Saved data entries.
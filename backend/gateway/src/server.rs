//! Main HTTP gateway server.

use std::net::SocketAddr;
use std::sync::Arc;

use anyhow::{Context, Result};
use axum::{
    Router,
    extract::DefaultBodyLimit,
    routing::{get, post},
};
use chrono::{DateTime, Utc};
use facegate_config::FaceGateConfig;
use facegate_core::FaceAnalyzer;
use facegate_relay::WebhookRelay;
use tokio::net::TcpListener;
use tower_http::{cors::CorsLayer, trace::TraceLayer};
use tracing::{info, instrument, warn};

use crate::{analyze, control_ui, detect, health_api, verify};

/// Application state shared across routes. Immutable after startup.
#[derive(Clone)]
pub struct GatewayState {
    pub config: Arc<FaceGateConfig>,
    pub analyzer: Arc<dyn FaceAnalyzer>,
    pub relay: Option<WebhookRelay>,
    pub started_at: DateTime<Utc>,
}

impl GatewayState {
    pub fn new(
        config: FaceGateConfig,
        analyzer: Arc<dyn FaceAnalyzer>,
        relay: Option<WebhookRelay>,
    ) -> Self {
        Self {
            config: Arc::new(config),
            analyzer,
            relay,
            started_at: Utc::now(),
        }
    }
}

/// Build the application router.
pub fn build_router(state: GatewayState) -> Router {
    let server = &state.config.server;

    let mut app = Router::new()
        .route("/", get(control_ui::serve_home))
        .route("/analyze", post(analyze::analyze_face))
        .route("/detect", post(detect::detect_face))
        .route("/verify", post(verify::verify_faces))
        .route("/api/health", get(health_api::get_health))
        .nest_service(&server.static_prefix, control_ui::static_service(&server.static_dir))
        .layer(DefaultBodyLimit::max(server.max_upload_bytes))
        .layer(TraceLayer::new_for_http());

    if server.cors {
        app = app.layer(CorsLayer::permissive());
    }

    app.with_state(state)
}

/// Bind and serve until Ctrl-C.
#[instrument(skip(state))]
pub async fn start_server(addr: SocketAddr, state: GatewayState) -> Result<()> {
    let app = build_router(state);

    let listener = TcpListener::bind(&addr)
        .await
        .with_context(|| format!("Failed to bind {addr}"))?;
    info!("Gateway HTTP server listening on {}", addr);

    axum::serve(listener, app)
        .with_graceful_shutdown(shutdown_signal())
        .await?;

    info!("Gateway HTTP server stopped");
    Ok(())
}

async fn shutdown_signal() {
    if let Err(e) = tokio::signal::ctrl_c().await {
        warn!(error = %e, "Failed to listen for shutdown signal");
        std::future::pending::<()>().await;
    }
    info!("Shutdown signal received");
}
//! Upload handling primitives: per-request transient image files and MIME
//! detection for the images handed to the face analyzer.

pub mod mime_detect;
pub mod transient;

pub use mime_detect::{detect_mime_type, is_image, sniff_image_mime};
pub use transient::TransientImage;
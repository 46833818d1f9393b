use std::path::{Path, PathBuf};
use std::sync::Mutex;

use async_trait::async_trait;
use facegate_core::{ActionSet, AnalysisResult, FaceAnalyzer, FaceGateError, VerifyResult};

/// What a [`MockAnalyzer`] does when called.
#[derive(Debug, Clone)]
pub enum MockBehavior {
    Faces(AnalysisResult),
    NoFace,
    Fail(String),
}

/// One recorded call, with whether the image file existed at call time.
#[derive(Debug, Clone)]
pub struct RecordedCall {
    pub image: PathBuf,
    pub image_existed: bool,
    pub actions: Option<ActionSet>,
    pub enforce_detection: bool,
}

/// An analyzer that returns canned results and records its calls.
pub struct MockAnalyzer {
    behavior: MockBehavior,
    verified: bool,
    calls: Mutex<Vec<RecordedCall>>,
}

impl MockAnalyzer {
    pub fn new(behavior: MockBehavior) -> Self {
        Self {
            behavior,
            verified: true,
            calls: Mutex::new(Vec::new()),
        }
    }

    /// Convenience: one face whose dominant emotion is `label`.
    pub fn with_emotion(label: &str) -> Self {
        let mut face = serde_json::Map::new();
        face.insert("dominant_emotion".into(), label.into());
        face.insert(
            "region".into(),
            serde_json::json!({"x": 0, "y": 0, "w": 64, "h": 64}),
        );
        Self::new(MockBehavior::Faces(AnalysisResult(vec![face])))
    }

    pub fn failing(message: impl Into<String>) -> Self {
        Self::new(MockBehavior::Fail(message.into()))
    }

    pub fn with_verified(mut self, verified: bool) -> Self {
        self.verified = verified;
        self
    }

    pub fn calls(&self) -> Vec<RecordedCall> {
        self.calls.lock().map(|c| c.clone()).unwrap_or_default()
    }

    fn record(&self, image: &Path, actions: Option<&ActionSet>, enforce_detection: bool) {
        if let Ok(mut calls) = self.calls.lock() {
            calls.push(RecordedCall {
                image: image.to_path_buf(),
                image_existed: image.exists(),
                actions: actions.cloned(),
                enforce_detection,
            });
        }
    }

    fn outcome(&self) -> Result<AnalysisResult, FaceGateError> {
        match &self.behavior {
            MockBehavior::Faces(result) => Ok(result.clone()),
            MockBehavior::NoFace => Err(FaceGateError::NoFaceDetected(
                "Face could not be detected".into(),
            )),
            MockBehavior::Fail(message) => Err(FaceGateError::analyzer("mock", message.clone())),
        }
    }
}

#[async_trait]
impl FaceAnalyzer for MockAnalyzer {
    fn name(&self) -> &str {
        "mock"
    }

    async fn analyze(
        &self,
        image: &Path,
        actions: &ActionSet,
        enforce_detection: bool,
    ) -> Result<AnalysisResult, FaceGateError> {
        self.record(image, Some(actions), enforce_detection);
        self.outcome()
    }

    async fn verify(
        &self,
        image_a: &Path,
        image_b: &Path,
        enforce_detection: bool,
    ) -> Result<VerifyResult, FaceGateError> {
        self.record(image_a, None, enforce_detection);
        self.record(image_b, None, enforce_detection);
        self.outcome()?;
        let mut map = serde_json::Map::new();
        map.insert("verified".into(), self.verified.into());
        Ok(VerifyResult(map))
    }
}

TASK DIRECTIONS. The records above should be returned exactly.

EXERCISE RESPONSE.
filename backend/gateway/src/server.rs
//! Main HTTP gateway server.

use std::net::SocketAddr;
use std::sync::Arc;

use anyhow::{Context, Result};
use axum::{
    Router,
    extract::DefaultBodyLimit,
    routing::{get, post},
};
use chrono::{DateTime, Utc};
use facegate_config::FaceGateConfig;
use facegate_core::FaceAnalyzer;
use facegate_relay::WebhookRelay;
use tokio::net::TcpListener;
use tower_http::{cors::CorsLayer, trace::TraceLayer};
use tracing::{info, instrument, warn};

use crate::{analyze, control_ui, detect, health_api, verify};

/// Application state shared across routes. Immutable after startup.
#[derive(Clone)]
pub struct GatewayState {
    pub config: Arc<FaceGateConfig>,
    pub analyzer: Arc<dyn FaceAnalyzer>,
    pub relay: Option<WebhookRelay>,
    pub started_at: DateTime<Utc>,
}

impl GatewayState {
    pub fn new(
        config: FaceGateConfig,
        analyzer: Arc<dyn FaceAnalyzer>,
        relay: Option<WebhookRelay>,
    ) -> Self {
        Self {
            config: Arc::new(config),
            analyzer,
            relay,
            started_at: Utc::now(),
        }
    }
}

/// Build the application router.
pub fn build_router(state: GatewayState) -> Router {
    let server = &state.config.server;

    let mut app = Router::new()
        .route("/", get(control_ui::serve_home))
        .route("/analyze", post(analyze::analyze_face))
        .route("/detect", post(detect::detect_face))
        .route("/verify", post(verify::verify_faces))
        .route("/api/health", get(health_api::get_health))
        .nest_service(&server.static_prefix, control_ui::static_service(&server.static_dir))
        .layer(DefaultBodyLimit::max(server.max_upload_bytes))
        .layer(TraceLayer::new_for_http());

    if server.cors {
        app = app.layer(CorsLayer::permissive());
    }

    app.with_state(state)
}

/// Bind and serve until Ctrl-C.
#[instrument(skip(state))]
pub async fn start_server(addr: SocketAddr, state: GatewayState) -> Result<()> {
    let app = build_router(state);

    let listener = TcpListener::bind(&addr)
        .await
        .with_context(|| format!("Failed to bind {addr}"))?;
    info!("Gateway HTTP server listening on {}", addr);

    axum::serve(listener, app)
        .with_graceful_shutdown(shutdown_signal())
        .await?;

    info!("Gateway HTTP server stopped");
    Ok(())
}

async fn shutdown_signal() {
    if let Err(e) = tokio::signal::ctrl_c().await {
        warn!(error = %e, "Failed to listen for shutdown signal");
        std::future::pending::<()>().await;
    }
    info!("Shutdown signal received");
}
//! Upload handling primitives: per-request transient image files and MIME
//! detection for the images handed to the face analyzer.

pub mod mime_detect;
pub mod transient;

pub use mime_detect::{detect_mime_type, is_image, sniff_image_mime};
pub use transient::TransientImage;
repository 46833818d1f9393b
use std::path::{Path, PathBuf};
use std::sync::Mutex;

use async_trait::async_trait;
use facegate_core::{ActionSet, AnalysisResult, FaceAnalyzer, FaceGateError, VerifyResult};

/// What a [`MockAnalyzer`] does when called.
#[derive(Debug, Clone)]
pub enum MockBehavior {
    Faces(AnalysisResult),
    NoFace,
    Fail(String),
}

/// One recorded call, with whether the image file existed at call time.
#[derive(Debug, Clone)]
pub struct RecordedCall {
    pub image: PathBuf,
    pub image_existed: bool,
    pub actions: Option<ActionSet>,
    pub enforce_detection: bool,
}

/// An analyzer that returns canned results and records its calls.
pub struct MockAnalyzer {
    behavior: MockBehavior,
    verified: bool,
    calls: Mutex<Vec<RecordedCall>>,
}

impl MockAnalyzer {
    pub fn new(behavior: MockBehavior) -> Self {
        Self {
            behavior,
            verified: true,
            calls: Mutex::new(Vec::new()),
        }
    }

    /// Convenience: one face whose dominant emotion is `label`.
    pub fn with_emotion(label: &str) -> Self {
        let mut face = serde_json::Map::new();
        face.insert("dominant_emotion".into(), label.into());
        face.insert(
            "region".into(),
            serde_json::json!({"x": 0, "y": 0, "w": 64, "h": 64}),
        );
        Self::new(MockBehavior::Faces(AnalysisResult(vec![face])))
    }

    pub fn failing(message: impl Into<String>) -> Self {
        Self::new(MockBehavior::Fail(message.into()))
    }

    pub fn with_verified(mut self, verified: bool) -> Self {
        self.verified = verified;
        self
    }

    pub fn calls(&self) -> Vec<RecordedCall> {
        self.calls.lock().map(|c| c.clone()).unwrap_or_default()
    }

    fn record(&self, image: &Path, actions: Option<&ActionSet>, enforce_detection: bool) {
        if let Ok(mut calls) = self.calls.lock() {
            calls.push(RecordedCall {
                image: image.to_path_buf(),
                image_existed: image.exists(),
                actions: actions.cloned(),
                enforce_detection,
            });
        }
    }

    fn outcome(&self) -> Result<AnalysisResult, FaceGateError> {
        match &self.behavior {
            MockBehavior::Faces(result) => Ok(result.clone()),
            MockBehavior::NoFace => Err(FaceGateError::NoFaceDetected(
                "Face could not be detected".into(),
            )),
            MockBehavior::Fail(message) => Err(FaceGateError::analyzer("mock", message.clone())),
        }
    }
}

#[async_trait]
impl FaceAnalyzer for MockAnalyzer {
    fn name(&self) -> &str {
        "mock"
    }

    async fn analyze(
        &self,
        image: &Path,
        actions: &ActionSet,
        enforce_detection: bool,
    ) -> Result<AnalysisResult, FaceGateError> {
        self.record(image, Some(actions), enforce_detection);
        self.outcome()
    }

    async fn verify(
        &self,
        image_a: &Path,
        image_b: &Path,
        enforce_detection: bool,
    ) -> Result<VerifyResult, FaceGateError> {
        self.record(image_a, None, enforce_detection);
        self.record(image_b, None, enforce_detection);
        self.outcome()?;
        let mut map = serde_json::Map::new();
        map.insert("verified".into(), self.verified.into());
        Ok(VerifyResult(map))
    }
}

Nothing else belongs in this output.